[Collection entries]

□ □ □ □ □ □ □

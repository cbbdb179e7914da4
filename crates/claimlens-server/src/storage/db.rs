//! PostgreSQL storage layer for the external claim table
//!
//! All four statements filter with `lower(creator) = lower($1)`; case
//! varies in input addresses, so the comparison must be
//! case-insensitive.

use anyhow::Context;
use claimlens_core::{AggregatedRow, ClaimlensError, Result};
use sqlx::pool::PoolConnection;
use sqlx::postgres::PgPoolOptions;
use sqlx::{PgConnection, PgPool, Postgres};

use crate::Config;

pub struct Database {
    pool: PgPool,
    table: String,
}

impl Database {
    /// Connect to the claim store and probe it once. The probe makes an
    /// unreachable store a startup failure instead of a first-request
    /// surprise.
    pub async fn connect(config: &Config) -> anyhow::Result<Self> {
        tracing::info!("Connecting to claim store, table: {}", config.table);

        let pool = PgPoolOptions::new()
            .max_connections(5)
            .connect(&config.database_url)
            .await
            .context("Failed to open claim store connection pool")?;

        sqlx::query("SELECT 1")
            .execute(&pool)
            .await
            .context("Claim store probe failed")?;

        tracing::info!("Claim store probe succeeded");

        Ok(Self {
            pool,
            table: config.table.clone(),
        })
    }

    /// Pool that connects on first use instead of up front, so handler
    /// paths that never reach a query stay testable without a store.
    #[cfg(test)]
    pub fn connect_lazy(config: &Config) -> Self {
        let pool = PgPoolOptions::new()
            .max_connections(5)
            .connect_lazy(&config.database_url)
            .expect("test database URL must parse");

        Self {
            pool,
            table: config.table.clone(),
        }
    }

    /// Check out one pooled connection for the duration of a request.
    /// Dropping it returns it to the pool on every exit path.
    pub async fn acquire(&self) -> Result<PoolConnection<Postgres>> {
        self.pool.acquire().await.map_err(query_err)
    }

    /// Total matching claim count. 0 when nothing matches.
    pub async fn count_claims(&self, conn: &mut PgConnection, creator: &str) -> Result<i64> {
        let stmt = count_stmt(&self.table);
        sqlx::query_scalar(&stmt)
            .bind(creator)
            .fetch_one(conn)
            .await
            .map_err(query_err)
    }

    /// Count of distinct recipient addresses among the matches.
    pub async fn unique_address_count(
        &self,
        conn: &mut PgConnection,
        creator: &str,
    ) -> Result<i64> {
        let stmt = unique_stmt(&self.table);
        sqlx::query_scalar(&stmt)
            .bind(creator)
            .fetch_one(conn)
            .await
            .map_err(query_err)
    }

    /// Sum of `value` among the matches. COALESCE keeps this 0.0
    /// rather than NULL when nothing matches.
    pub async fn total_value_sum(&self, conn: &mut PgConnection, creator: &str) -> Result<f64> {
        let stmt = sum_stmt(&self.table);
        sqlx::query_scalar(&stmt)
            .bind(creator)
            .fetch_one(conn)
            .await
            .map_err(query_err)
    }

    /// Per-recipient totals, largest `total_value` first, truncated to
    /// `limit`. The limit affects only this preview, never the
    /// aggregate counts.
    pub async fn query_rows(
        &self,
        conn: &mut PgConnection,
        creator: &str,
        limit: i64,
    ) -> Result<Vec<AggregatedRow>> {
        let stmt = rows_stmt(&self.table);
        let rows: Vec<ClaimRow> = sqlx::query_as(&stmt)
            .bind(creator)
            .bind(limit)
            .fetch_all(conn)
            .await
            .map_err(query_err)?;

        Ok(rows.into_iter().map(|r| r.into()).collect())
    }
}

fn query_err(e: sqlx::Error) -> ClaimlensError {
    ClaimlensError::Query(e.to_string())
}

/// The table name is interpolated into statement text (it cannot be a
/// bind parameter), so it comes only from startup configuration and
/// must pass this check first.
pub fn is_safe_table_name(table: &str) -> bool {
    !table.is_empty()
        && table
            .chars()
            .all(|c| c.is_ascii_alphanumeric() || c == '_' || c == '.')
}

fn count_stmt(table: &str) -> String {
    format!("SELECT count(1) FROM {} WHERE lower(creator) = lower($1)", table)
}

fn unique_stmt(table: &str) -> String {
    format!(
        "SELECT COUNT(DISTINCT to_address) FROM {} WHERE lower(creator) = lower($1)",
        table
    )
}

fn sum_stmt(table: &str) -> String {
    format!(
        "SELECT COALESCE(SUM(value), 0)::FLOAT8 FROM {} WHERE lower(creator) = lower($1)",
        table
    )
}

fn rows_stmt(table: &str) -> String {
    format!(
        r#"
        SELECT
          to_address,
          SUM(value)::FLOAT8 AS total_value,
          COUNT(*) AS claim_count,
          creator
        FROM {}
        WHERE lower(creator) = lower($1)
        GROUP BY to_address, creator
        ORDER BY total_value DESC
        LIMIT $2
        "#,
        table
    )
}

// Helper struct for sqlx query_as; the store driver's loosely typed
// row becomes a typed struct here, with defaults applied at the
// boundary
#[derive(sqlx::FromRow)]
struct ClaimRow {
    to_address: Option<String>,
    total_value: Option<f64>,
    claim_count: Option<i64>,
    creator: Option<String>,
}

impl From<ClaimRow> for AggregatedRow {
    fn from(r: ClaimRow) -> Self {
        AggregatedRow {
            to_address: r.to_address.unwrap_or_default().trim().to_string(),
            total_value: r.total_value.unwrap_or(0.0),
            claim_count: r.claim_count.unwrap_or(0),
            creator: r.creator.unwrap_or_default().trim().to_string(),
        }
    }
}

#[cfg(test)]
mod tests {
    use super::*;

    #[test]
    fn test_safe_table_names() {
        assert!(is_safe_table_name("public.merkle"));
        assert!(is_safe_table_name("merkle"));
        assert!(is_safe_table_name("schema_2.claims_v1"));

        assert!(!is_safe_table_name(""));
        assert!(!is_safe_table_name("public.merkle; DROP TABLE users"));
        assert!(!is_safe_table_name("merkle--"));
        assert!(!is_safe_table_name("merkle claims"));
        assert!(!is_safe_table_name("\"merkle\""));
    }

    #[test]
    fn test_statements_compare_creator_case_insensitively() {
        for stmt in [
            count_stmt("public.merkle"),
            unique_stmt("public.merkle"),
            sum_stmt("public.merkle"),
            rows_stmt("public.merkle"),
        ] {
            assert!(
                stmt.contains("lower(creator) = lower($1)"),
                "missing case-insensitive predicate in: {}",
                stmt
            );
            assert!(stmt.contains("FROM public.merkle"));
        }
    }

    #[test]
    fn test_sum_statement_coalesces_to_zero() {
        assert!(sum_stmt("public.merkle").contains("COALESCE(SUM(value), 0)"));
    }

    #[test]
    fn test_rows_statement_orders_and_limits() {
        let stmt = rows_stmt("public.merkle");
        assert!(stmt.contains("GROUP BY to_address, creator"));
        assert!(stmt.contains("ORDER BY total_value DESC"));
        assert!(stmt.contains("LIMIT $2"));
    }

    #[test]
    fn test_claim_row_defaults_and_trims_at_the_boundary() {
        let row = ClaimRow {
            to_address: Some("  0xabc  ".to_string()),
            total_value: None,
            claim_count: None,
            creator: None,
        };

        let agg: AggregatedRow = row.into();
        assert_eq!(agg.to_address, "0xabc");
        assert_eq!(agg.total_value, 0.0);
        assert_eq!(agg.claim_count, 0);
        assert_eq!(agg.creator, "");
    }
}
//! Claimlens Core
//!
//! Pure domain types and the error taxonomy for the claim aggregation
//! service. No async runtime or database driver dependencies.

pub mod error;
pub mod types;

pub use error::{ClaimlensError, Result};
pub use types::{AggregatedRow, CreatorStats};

□ □ □ □ □ □ □

*TRY IT:*
The data should be copied out in full, exactly as it reads.

*RESPONSE TO THIS TASK:*
repository cbbdb179e7914da4
filename crates/claimlens-server/src/storage/db.rs
//! PostgreSQL storage layer for the external claim table
//!
//! All four statements filter with `lower(creator) = lower($1)`; case
//! varies in input addresses, so the comparison must be
//! case-insensitive.

use anyhow::Context;
use claimlens_core::{AggregatedRow, ClaimlensError, Result};
use sqlx::pool::PoolConnection;
use sqlx::postgres::PgPoolOptions;
use sqlx::{PgConnection, PgPool, Postgres};

use crate::Config;

pub struct Database {
    pool: PgPool,
    table: String,
}

impl Database {
    /// Connect to the claim store and probe it once. The probe makes an
    /// unreachable store a startup failure instead of a first-request
    /// surprise.
    pub async fn connect(config: &Config) -> anyhow::Result<Self> {
        tracing::info!("Connecting to claim store, table: {}", config.table);

        let pool = PgPoolOptions::new()
            .max_connections(5)
            .connect(&config.database_url)
            .await
            .context("Failed to open claim store connection pool")?;

        sqlx::query("SELECT 1")
            .execute(&pool)
            .await
            .context("Claim store probe failed")?;

        tracing::info!("Claim store probe succeeded");

        Ok(Self {
            pool,
            table: config.table.clone(),
        })
    }

    /// Pool that connects on first use instead of up front, so handler
    /// paths that never reach a query stay testable without a store.
    #[cfg(test)]
    pub fn connect_lazy(config: &Config) -> Self {
        let pool = PgPoolOptions::new()
            .max_connections(5)
            .connect_lazy(&config.database_url)
            .expect("test database URL must parse");

        Self {
            pool,
            table: config.table.clone(),
        }
    }

    /// Check out one pooled connection for the duration of a request.
    /// Dropping it returns it to the pool on every exit path.
    pub async fn acquire(&self) -> Result<PoolConnection<Postgres>> {
        self.pool.acquire().await.map_err(query_err)
    }

    /// Total matching claim count. 0 when nothing matches.
    pub async fn count_claims(&self, conn: &mut PgConnection, creator: &str) -> Result<i64> {
        let stmt = count_stmt(&self.table);
        sqlx::query_scalar(&stmt)
            .bind(creator)
            .fetch_one(conn)
            .await
            .map_err(query_err)
    }

    /// Count of distinct recipient addresses among the matches.
    pub async fn unique_address_count(
        &self,
        conn: &mut PgConnection,
        creator: &str,
    ) -> Result<i64> {
        let stmt = unique_stmt(&self.table);
        sqlx::query_scalar(&stmt)
            .bind(creator)
            .fetch_one(conn)
            .await
            .map_err(query_err)
    }

    /// Sum of `value` among the matches. COALESCE keeps this 0.0
    /// rather than NULL when nothing matches.
    pub async fn total_value_sum(&self, conn: &mut PgConnection, creator: &str) -> Result<f64> {
        let stmt = sum_stmt(&self.table);
        sqlx::query_scalar(&stmt)
            .bind(creator)
            .fetch_one(conn)
            .await
            .map_err(query_err)
    }

    /// Per-recipient totals, largest `total_value` first, truncated to
    /// `limit`. The limit affects only this preview, never the
    /// aggregate counts.
    pub async fn query_rows(
        &self,
        conn: &mut PgConnection,
        creator: &str,
        limit: i64,
    ) -> Result<Vec<AggregatedRow>> {
        let stmt = rows_stmt(&self.table);
        let rows: Vec<ClaimRow> = sqlx::query_as(&stmt)
            .bind(creator)
            .bind(limit)
            .fetch_all(conn)
            .await
            .map_err(query_err)?;

        Ok(rows.into_iter().map(|r| r.into()).collect())
    }
}

fn query_err(e: sqlx::Error) -> ClaimlensError {
    ClaimlensError::Query(e.to_string())
}

/// The table name is interpolated into statement text (it cannot be a
/// bind parameter), so it comes only from startup configuration and
/// must pass this check first.
pub fn is_safe_table_name(table: &str) -> bool {
    !table.is_empty()
        && table
            .chars()
            .all(|c| c.is_ascii_alphanumeric() || c == '_' || c == '.')
}

fn count_stmt(table: &str) -> String {
    format!("SELECT count(1) FROM {} WHERE lower(creator) = lower($1)", table)
}

fn unique_stmt(table: &str) -> String {
    format!(
        "SELECT COUNT(DISTINCT to_address) FROM {} WHERE lower(creator) = lower($1)",
        table
    )
}

fn sum_stmt(table: &str) -> String {
    format!(
        "SELECT COALESCE(SUM(value), 0)::FLOAT8 FROM {} WHERE lower(creator) = lower($1)",
        table
    )
}

fn rows_stmt(table: &str) -> String {
    format!(
        r#"
        SELECT
          to_address,
          SUM(value)::FLOAT8 AS total_value,
          COUNT(*) AS claim_count,
          creator
        FROM {}
        WHERE lower(creator) = lower($1)
        GROUP BY to_address, creator
        ORDER BY total_value DESC
        LIMIT $2
        "#,
        table
    )
}

// Helper struct for sqlx query_as; the store driver's loosely typed
// row becomes a typed struct here, with defaults applied at the
// boundary
#[derive(sqlx::FromRow)]
struct ClaimRow {
    to_address: Option<String>,
    total_value: Option<f64>,
    claim_count: Option<i64>,
    creator: Option<String>,
}

impl From<ClaimRow> for AggregatedRow {
    fn from(r: ClaimRow) -> Self {
        AggregatedRow {
            to_address: r.to_address.unwrap_or_default().trim().to_string(),
            total_value: r.total_value.unwrap_or(0.0),
            claim_count: r.claim_count.unwrap_or(0),
            creator: r.creator.unwrap_or_default().trim().to_string(),
        }
    }
}

#[cfg(test)]
mod tests {
    use super::*;

    #[test]
    fn test_safe_table_names() {
        assert!(is_safe_table_name("public.merkle"));
        assert!(is_safe_table_name("merkle"));
        assert!(is_safe_table_name("schema_2.claims_v1"));

        assert!(!is_safe_table_name(""));
        assert!(!is_safe_table_name("public.merkle; DROP TABLE users"));
        assert!(!is_safe_table_name("merkle--"));
        assert!(!is_safe_table_name("merkle claims"));
        assert!(!is_safe_table_name("\"merkle\""));
    }

    #[test]
    fn test_statements_compare_creator_case_insensitively() {
        for stmt in [
            count_stmt("public.merkle"),
            unique_stmt("public.merkle"),
            sum_stmt("public.merkle"),
            rows_stmt("public.merkle"),
        ] {
            assert!(
                stmt.contains("lower(creator) = lower($1)"),
                "missing case-insensitive predicate in: {}",
                stmt
            );
            assert!(stmt.contains("FROM public.merkle"));
        }
    }

    #[test]
    fn test_sum_statement_coalesces_to_zero() {
        assert!(sum_stmt("public.merkle").contains("COALESCE(SUM(value), 0)"));
    }

    #[test]
    fn test_rows_statement_orders_and_limits() {
        let stmt = rows_stmt("public.merkle");
        assert!(stmt.contains("GROUP BY to_address, creator"));
        assert!(stmt.contains("ORDER BY total_value DESC"));
        assert!(stmt.contains("LIMIT $2"));
    }

    #[test]
    fn test_claim_row_defaults_and_trims_at_the_boundary() {
        let row = ClaimRow {
            to_address: Some("  0xabc  ".to_string()),
            total_value: None,
            claim_count: None,
            creator: None,
        };

        let agg: AggregatedRow = row.into();
        assert_eq!(agg.to_address, "0xabc");
        assert_eq!(agg.total_value, 0.0);
        assert_eq!(agg.claim_count, 0);
        assert_eq!(agg.creator, "");
    }
}
//! Claimlens Core
//!
//! Pure domain types and the error taxonomy for the claim aggregation
//! service. No async runtime or database driver dependencies.

pub mod error;
pub mod types;

pub use error::{ClaimlensError, Result};
pub use types::{AggregatedRow, CreatorStats};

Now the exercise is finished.